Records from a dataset
┄┄┄┄┄┄
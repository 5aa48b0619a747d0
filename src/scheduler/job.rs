//! Correction job definitions.
//!
//! A `CorrectionJob` is the unit of work that travels through Redis. It
//! carries the essay id plus the dispatch generation (`task_id`) it was
//! issued under; a job whose generation no longer matches the essay row is
//! stale and must be discarded by the worker.

use chrono::{DateTime, Utc};
use serde::{Deserialize, Serialize};
use uuid::Uuid;

/// Default maximum number of correction attempts per essay.
const DEFAULT_MAX_ATTEMPTS: u32 = 3;

/// A queued correction job.
///
/// Jobs are serialized into Redis and processed by workers. Retry happens at
/// the task level: a retry is a brand-new job with a fresh `task_id` and an
/// incremented attempt counter, never a mutation of the old one.
#[derive(Debug, Clone, Serialize, Deserialize)]
pub struct CorrectionJob {
    /// Unique identifier for this job instance.
    pub id: Uuid,
    /// The essay to correct.
    pub essay_id: Uuid,
    /// Dispatch generation this job belongs to. Must match the essay row's
    /// `task_id` for the job to be actionable.
    pub task_id: Uuid,
    /// Which correction attempt this job represents (1-based).
    pub attempt: u32,
    /// Attempt ceiling; reaching it makes the next failure terminal.
    pub max_attempts: u32,
    /// When this job was created.
    pub created_at: DateTime<Utc>,
}

impl CorrectionJob {
    /// Creates the first-attempt job for an essay.
    pub fn new(essay_id: Uuid, task_id: Uuid) -> Self {
        Self {
            id: Uuid::new_v4(),
            essay_id,
            task_id,
            attempt: 1,
            max_attempts: DEFAULT_MAX_ATTEMPTS,
            created_at: Utc::now(),
        }
    }

    /// Sets the attempt ceiling.
    pub fn with_max_attempts(mut self, max_attempts: u32) -> Self {
        self.max_attempts = max_attempts;
        self
    }

    /// Sets the attempt number (used when re-dispatching after a sweep,
    /// where earlier attempts are counted from the corrections table).
    pub fn with_attempt(mut self, attempt: u32) -> Self {
        self.attempt = attempt;
        self
    }

    /// Builds the follow-up job for the next attempt under a new dispatch
    /// generation. The old generation becomes invalid the moment the essay
    /// row is updated to carry `new_task_id`.
    pub fn next_attempt(&self, new_task_id: Uuid) -> Self {
        Self {
            id: Uuid::new_v4(),
            essay_id: self.essay_id,
            task_id: new_task_id,
            attempt: self.attempt + 1,
            max_attempts: self.max_attempts,
            created_at: Utc::now(),
        }
    }

    /// Returns whether another attempt is allowed after this one fails.
    pub fn should_retry(&self) -> bool {
        self.attempt < self.max_attempts
    }

    /// Returns the number of attempts left after this one.
    pub fn remaining_attempts(&self) -> u32 {
        self.max_attempts.saturating_sub(self.attempt)
    }

    /// Returns how long ago the job was created.
    pub fn age(&self) -> chrono::Duration {
        Utc::now() - self.created_at
    }
}

#[cfg(test)]
mod tests {
    use super::*;

    #[test]
    fn test_job_new() {
        let essay_id = Uuid::new_v4();
        let task_id = Uuid::new_v4();
        let job = CorrectionJob::new(essay_id, task_id);

        assert!(!job.id.is_nil());
        assert_eq!(job.essay_id, essay_id);
        assert_eq!(job.task_id, task_id);
        assert_eq!(job.attempt, 1);
        assert_eq!(job.max_attempts, 3);
        assert!(job.should_retry());
    }

    #[test]
    fn test_next_attempt_rotates_generation() {
        let job = CorrectionJob::new(Uuid::new_v4(), Uuid::new_v4());
        let new_task = Uuid::new_v4();
        let next = job.next_attempt(new_task);

        assert_ne!(next.id, job.id);
        assert_eq!(next.essay_id, job.essay_id);
        assert_eq!(next.task_id, new_task);
        assert_ne!(next.task_id, job.task_id);
        assert_eq!(next.attempt, 2);
    }

    #[test]
    fn test_retry_budget() {
        let job = CorrectionJob::new(Uuid::new_v4(), Uuid::new_v4()).with_max_attempts(2);
        assert!(job.should_retry());
        assert_eq!(job.remaining_attempts(), 1);

        let second = job.next_attempt(Uuid::new_v4());
        assert!(!second.should_retry());
        assert_eq!(second.remaining_attempts(), 0);
    }

    #[test]
    fn test_job_serialization() {
        let job = CorrectionJob::new(Uuid::new_v4(), Uuid::new_v4());
        let json = serde_json::to_string(&job).expect("serialization should work");
        let parsed: CorrectionJob =
            serde_json::from_str(&json).expect("deserialization should work");

        assert_eq!(parsed.id, job.id);
        assert_eq!(parsed.essay_id, job.essay_id);
        assert_eq!(parsed.task_id, job.task_id);
        assert_eq!(parsed.attempt, job.attempt);
    }
}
┄┄┄┄┄┄
- _WHAT YOU SHOULD DO_: Please set down all the data word for word.

- _SOLUTION_:
repository 5aa48b0619a747d0
filename src/scheduler/job.rs
//! Correction job definitions.
//!
//! A `CorrectionJob` is the unit of work that travels through Redis. It
//! carries the essay id plus the dispatch generation (`task_id`) it was
//! issued under; a job whose generation no longer matches the essay row is
//! stale and must be discarded by the worker.

use chrono::{DateTime, Utc};
use serde::{Deserialize, Serialize};
use uuid::Uuid;

/// Default maximum number of correction attempts per essay.
const DEFAULT_MAX_ATTEMPTS: u32 = 3;

/// A queued correction job.
///
/// Jobs are serialized into Redis and processed by workers. Retry happens at
/// the task level: a retry is a brand-new job with a fresh `task_id` and an
/// incremented attempt counter, never a mutation of the old one.
#[derive(Debug, Clone, Serialize, Deserialize)]
pub struct CorrectionJob {
    /// Unique identifier for this job instance.
    pub id: Uuid,
    /// The essay to correct.
    pub essay_id: Uuid,
    /// Dispatch generation this job belongs to. Must match the essay row's
    /// `task_id` for the job to be actionable.
    pub task_id: Uuid,
    /// Which correction attempt this job represents (1-based).
    pub attempt: u32,
    /// Attempt ceiling; reaching it makes the next failure terminal.
    pub max_attempts: u32,
    /// When this job was created.
    pub created_at: DateTime<Utc>,
}

impl CorrectionJob {
    /// Creates the first-attempt job for an essay.
    pub fn new(essay_id: Uuid, task_id: Uuid) -> Self {
        Self {
            id: Uuid::new_v4(),
            essay_id,
            task_id,
            attempt: 1,
            max_attempts: DEFAULT_MAX_ATTEMPTS,
            created_at: Utc::now(),
        }
    }

    /// Sets the attempt ceiling.
    pub fn with_max_attempts(mut self, max_attempts: u32) -> Self {
        self.max_attempts = max_attempts;
        self
    }

    /// Sets the attempt number (used when re-dispatching after a sweep,
    /// where earlier attempts are counted from the corrections table).
    pub fn with_attempt(mut self, attempt: u32) -> Self {
        self.attempt = attempt;
        self
    }

    /// Builds the follow-up job for the next attempt under a new dispatch
    /// generation. The old generation becomes invalid the moment the essay
    /// row is updated to carry `new_task_id`.
    pub fn next_attempt(&self, new_task_id: Uuid) -> Self {
        Self {
            id: Uuid::new_v4(),
            essay_id: self.essay_id,
            task_id: new_task_id,
            attempt: self.attempt + 1,
            max_attempts: self.max_attempts,
            created_at: Utc::now(),
        }
    }

    /// Returns whether another attempt is allowed after this one fails.
    pub fn should_retry(&self) -> bool {
        self.attempt < self.max_attempts
    }

    /// Returns the number of attempts left after this one.
    pub fn remaining_attempts(&self) -> u32 {
        self.max_attempts.saturating_sub(self.attempt)
    }

    /// Returns how long ago the job was created.
    pub fn age(&self) -> chrono::Duration {
        Utc::now() - self.created_at
    }
}

#[cfg(test)]
mod tests {
    use super::*;

    #[test]
    fn test_job_new() {
        let essay_id = Uuid::new_v4();
        let task_id = Uuid::new_v4();
        let job = CorrectionJob::new(essay_id, task_id);

        assert!(!job.id.is_nil());
        assert_eq!(job.essay_id, essay_id);
        assert_eq!(job.task_id, task_id);
        assert_eq!(job.attempt, 1);
        assert_eq!(job.max_attempts, 3);
        assert!(job.should_retry());
    }

    #[test]
    fn test_next_attempt_rotates_generation() {
        let job = CorrectionJob::new(Uuid::new_v4(), Uuid::new_v4());
        let new_task = Uuid::new_v4();
        let next = job.next_attempt(new_task);

        assert_ne!(next.id, job.id);
        assert_eq!(next.essay_id, job.essay_id);
        assert_eq!(next.task_id, new_task);
        assert_ne!(next.task_id, job.task_id);
        assert_eq!(next.attempt, 2);
    }

    #[test]
    fn test_retry_budget() {
        let job = CorrectionJob::new(Uuid::new_v4(), Uuid::new_v4()).with_max_attempts(2);
        assert!(job.should_retry());
        assert_eq!(job.remaining_attempts(), 1);

        let second = job.next_attempt(Uuid::new_v4());
        assert!(!second.should_retry());
        assert_eq!(second.remaining_attempts(), 0);
    }

    #[test]
    fn test_job_serialization() {
        let job = CorrectionJob::new(Uuid::new_v4(), Uuid::new_v4());
        let json = serde_json::to_string(&job).expect("serialization should work");
        let parsed: CorrectionJob =
            serde_json::from_str(&json).expect("deserialization should work");

        assert_eq!(parsed.id, job.id);
        assert_eq!(parsed.essay_id, job.essay_id);
        assert_eq!(parsed.task_id, job.task_id);
        assert_eq!(parsed.attempt, job.attempt);
    }
}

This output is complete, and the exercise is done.